So why am I trying this one? I am, alas, a completest; since I have a treefrog subscription I insist on having all the games in the series, and I also hate having games I haven't played. Having gotten Waterloo and Gettysburg so far, I decided to take them in order..

What's in the box
This being a Treefrog game, the box contains a board, a rulebook, and a bag of wooden pieces (also a cloth bag, some plastic bags, and, thankfully, two player aids). You get four types of playing pieces (cavalry, artillery, infantry, and leaders) in a variety of colors, a number of cubes to represent damage, action disks, dice, square markers (to, simply enough, indicate that infantry are in square formation), and some numbered tiles that I'll discuss later.



The scenario
At the start of the game (noon), the allies are heavily outnumbered by the French forces (all the blue pieces) and are primarily fighting a defensive battle until reinforcements arrive. At 3:00, the Prussians will start showing up, but until then, the allies are hard-pressed. (Actually it's not as bad as all that - I count 52 French pieces and 38 allied pieces - but it sure feels like it!) Additionally, until 4:00 the French player gets more action disks, so he has more flexibility in what he can do (and the possibility of taking a lot more actions - more on that later)

How things work
For most of the game, the French player will have the initiative (and may keep it for the entire game, if things go well for Napoleon), which means he gets to go first each turn. A turn consists of some number of rounds, each of which contains a variable number of actions. The key gimmick in this game - which actually works really well representing the uncertainty of war and making it difficult to plan ahead - is that you don't know how many actions you have. There is a bag containing pieces numbered 2 to 5 (2 of each) and at the start of a round, the non-active player draws a piece and has the job of informing the active player when his actions run out and his round is over. (Incidentally, one thing we didn't see in the rules is when the tiles get thrown back in the bag; we figured it was probably at the end of the turn but ended up just throwing them back in after each round). Thus, when planning something that will take more than 2 actions to complete, you have to weigh the risks that your turn will suddenly end before you've finished everything you meant to do.

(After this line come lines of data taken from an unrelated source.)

//! Single-slot model session cache
//!
//! Exactly one live session exists at a time: installing a session for a new
//! model identity discards the previous one immediately, and there is no
//! pooling or background eviction. The slot is an explicit resource object
//! owned by the orchestrator (behind a `Mutex` to hold the single-writer
//! invariant under threads) with an explicit invalidate operation.

use crate::error::{InpaintError, Result};
use crate::inference::InferenceBackend;
use crate::models::ModelIdentity;

struct SessionEntry {
    identity: ModelIdentity,
    backend: Box<dyn InferenceBackend>,
}

/// The single mutable session slot
#[derive(Default)]
pub struct SessionSlot {
    entry: Option<SessionEntry>,
}

impl SessionSlot {
    /// Create an empty slot
    #[must_use]
    pub fn new() -> Self {
        Self { entry: None }
    }

    /// Identity of the cached session, if any
    #[must_use]
    pub fn cached_identity(&self) -> Option<&ModelIdentity> {
        self.entry.as_ref().map(|e| &e.identity)
    }

    /// Whether a ready session for this identity is cached
    #[must_use]
    pub fn is_warm(&self, identity: &ModelIdentity) -> bool {
        self.entry
            .as_ref()
            .is_some_and(|e| e.identity == *identity && e.backend.is_initialized())
    }

    /// Install a session, discarding whatever was cached before
    pub fn install(&mut self, identity: ModelIdentity, backend: Box<dyn InferenceBackend>) {
        if let Some(previous) = &self.entry {
            log::debug!(
                "Replacing cached session {} with {}",
                previous.identity,
                identity
            );
        }
        self.entry = Some(SessionEntry { identity, backend });
    }

    /// Drop the cached session immediately
    pub fn invalidate(&mut self) {
        if let Some(entry) = self.entry.take() {
            log::debug!("Invalidated cached session {}", entry.identity);
        }
    }

    /// Mutable access to the cached backend
    ///
    /// # Errors
    /// - [`InpaintError::RuntimeUnavailable`] when no session is cached
    pub fn backend_mut(&mut self) -> Result<&mut Box<dyn InferenceBackend>> {
        self.entry
            .as_mut()
            .map(|e| &mut e.backend)
            .ok_or_else(|| InpaintError::runtime_unavailable("No model session loaded"))
    }
}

So, the actions. Players get a number of green, red, and (for the French player only, the first few turns) purple action disks. Red disks only let you attack, purple disks only let you do a reserve movement (basically, a double move that can't go into any regions bordered by the opponent) and green disks let you take any action. Players alternate rounds until it would be one player's turn but he doesn't have any green disks left, at which point the turn is over. There are the attributes typical of a wargame: movement exceptions based on the terrain and type of unit, tables governing the rolls needed to succeed given the types of units involved and any modifiers, etc. On the whole it's not overly complicated, but it does take a while to get used to; we were referring to the player aids every turn to check numbers.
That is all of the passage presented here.